» Material supplied:
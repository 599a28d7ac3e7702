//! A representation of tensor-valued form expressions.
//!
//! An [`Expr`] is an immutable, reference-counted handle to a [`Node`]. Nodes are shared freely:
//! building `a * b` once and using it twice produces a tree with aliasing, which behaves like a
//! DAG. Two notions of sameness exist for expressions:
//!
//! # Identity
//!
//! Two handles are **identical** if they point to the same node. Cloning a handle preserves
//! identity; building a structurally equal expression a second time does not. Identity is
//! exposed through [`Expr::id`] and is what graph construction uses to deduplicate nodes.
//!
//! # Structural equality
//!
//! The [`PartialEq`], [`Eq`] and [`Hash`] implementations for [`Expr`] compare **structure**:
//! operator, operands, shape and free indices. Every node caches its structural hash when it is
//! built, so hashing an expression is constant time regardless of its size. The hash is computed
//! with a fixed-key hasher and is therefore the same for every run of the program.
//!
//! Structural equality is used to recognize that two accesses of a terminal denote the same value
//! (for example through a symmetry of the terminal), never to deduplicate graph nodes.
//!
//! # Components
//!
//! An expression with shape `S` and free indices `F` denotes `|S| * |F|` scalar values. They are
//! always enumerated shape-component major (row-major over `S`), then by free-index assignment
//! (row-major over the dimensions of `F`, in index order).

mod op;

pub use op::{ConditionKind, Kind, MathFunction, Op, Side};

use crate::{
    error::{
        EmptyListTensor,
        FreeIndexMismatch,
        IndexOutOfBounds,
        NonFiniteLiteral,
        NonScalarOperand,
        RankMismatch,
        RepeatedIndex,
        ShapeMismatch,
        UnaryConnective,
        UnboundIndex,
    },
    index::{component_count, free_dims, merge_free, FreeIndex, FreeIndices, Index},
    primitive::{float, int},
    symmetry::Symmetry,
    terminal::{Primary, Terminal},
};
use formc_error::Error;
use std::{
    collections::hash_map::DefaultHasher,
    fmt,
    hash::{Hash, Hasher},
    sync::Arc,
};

--

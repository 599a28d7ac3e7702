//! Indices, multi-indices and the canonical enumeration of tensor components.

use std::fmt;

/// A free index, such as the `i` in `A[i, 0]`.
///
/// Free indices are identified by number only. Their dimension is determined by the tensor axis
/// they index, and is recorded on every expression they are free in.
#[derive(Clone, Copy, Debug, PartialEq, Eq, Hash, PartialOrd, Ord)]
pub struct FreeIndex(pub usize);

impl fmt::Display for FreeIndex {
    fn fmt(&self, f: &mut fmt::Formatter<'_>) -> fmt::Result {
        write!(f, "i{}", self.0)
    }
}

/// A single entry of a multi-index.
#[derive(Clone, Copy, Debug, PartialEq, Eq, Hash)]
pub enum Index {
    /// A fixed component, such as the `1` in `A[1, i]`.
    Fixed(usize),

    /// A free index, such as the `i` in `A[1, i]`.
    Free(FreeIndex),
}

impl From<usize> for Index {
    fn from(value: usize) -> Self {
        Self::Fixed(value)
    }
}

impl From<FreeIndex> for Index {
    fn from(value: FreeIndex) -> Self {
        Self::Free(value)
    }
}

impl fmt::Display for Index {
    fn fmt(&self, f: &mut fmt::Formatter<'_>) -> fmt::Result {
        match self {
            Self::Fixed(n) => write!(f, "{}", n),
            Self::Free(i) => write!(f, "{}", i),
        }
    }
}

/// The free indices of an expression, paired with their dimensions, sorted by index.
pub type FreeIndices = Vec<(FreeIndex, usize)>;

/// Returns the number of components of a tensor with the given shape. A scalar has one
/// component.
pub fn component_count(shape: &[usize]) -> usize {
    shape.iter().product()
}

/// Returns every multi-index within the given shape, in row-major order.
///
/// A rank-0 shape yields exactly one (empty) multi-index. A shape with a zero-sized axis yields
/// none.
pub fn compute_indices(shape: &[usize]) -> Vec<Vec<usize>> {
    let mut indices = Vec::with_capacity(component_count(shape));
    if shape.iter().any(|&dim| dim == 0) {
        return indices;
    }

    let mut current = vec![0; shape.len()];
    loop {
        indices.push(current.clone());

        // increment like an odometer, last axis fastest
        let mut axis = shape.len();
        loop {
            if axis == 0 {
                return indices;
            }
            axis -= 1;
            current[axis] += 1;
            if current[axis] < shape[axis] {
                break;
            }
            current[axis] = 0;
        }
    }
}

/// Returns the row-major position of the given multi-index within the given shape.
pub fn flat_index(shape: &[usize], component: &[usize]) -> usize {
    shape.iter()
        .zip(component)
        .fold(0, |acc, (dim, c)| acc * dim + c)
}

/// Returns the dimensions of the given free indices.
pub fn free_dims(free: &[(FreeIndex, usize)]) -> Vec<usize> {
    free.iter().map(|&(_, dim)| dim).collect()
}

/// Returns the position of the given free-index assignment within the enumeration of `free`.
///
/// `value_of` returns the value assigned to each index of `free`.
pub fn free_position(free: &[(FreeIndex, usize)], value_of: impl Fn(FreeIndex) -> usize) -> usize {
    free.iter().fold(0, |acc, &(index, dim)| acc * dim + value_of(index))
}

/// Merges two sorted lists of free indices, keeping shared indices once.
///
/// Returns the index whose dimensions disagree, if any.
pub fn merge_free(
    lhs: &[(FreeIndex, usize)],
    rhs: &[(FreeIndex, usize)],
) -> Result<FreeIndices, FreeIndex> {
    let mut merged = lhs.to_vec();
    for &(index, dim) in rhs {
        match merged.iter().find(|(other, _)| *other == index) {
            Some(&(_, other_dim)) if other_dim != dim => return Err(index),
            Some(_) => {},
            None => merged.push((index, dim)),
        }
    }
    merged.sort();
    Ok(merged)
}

» Directions:
The answer should be only the number of lines in the data that contain the string "order".

» Answer to this problem:
2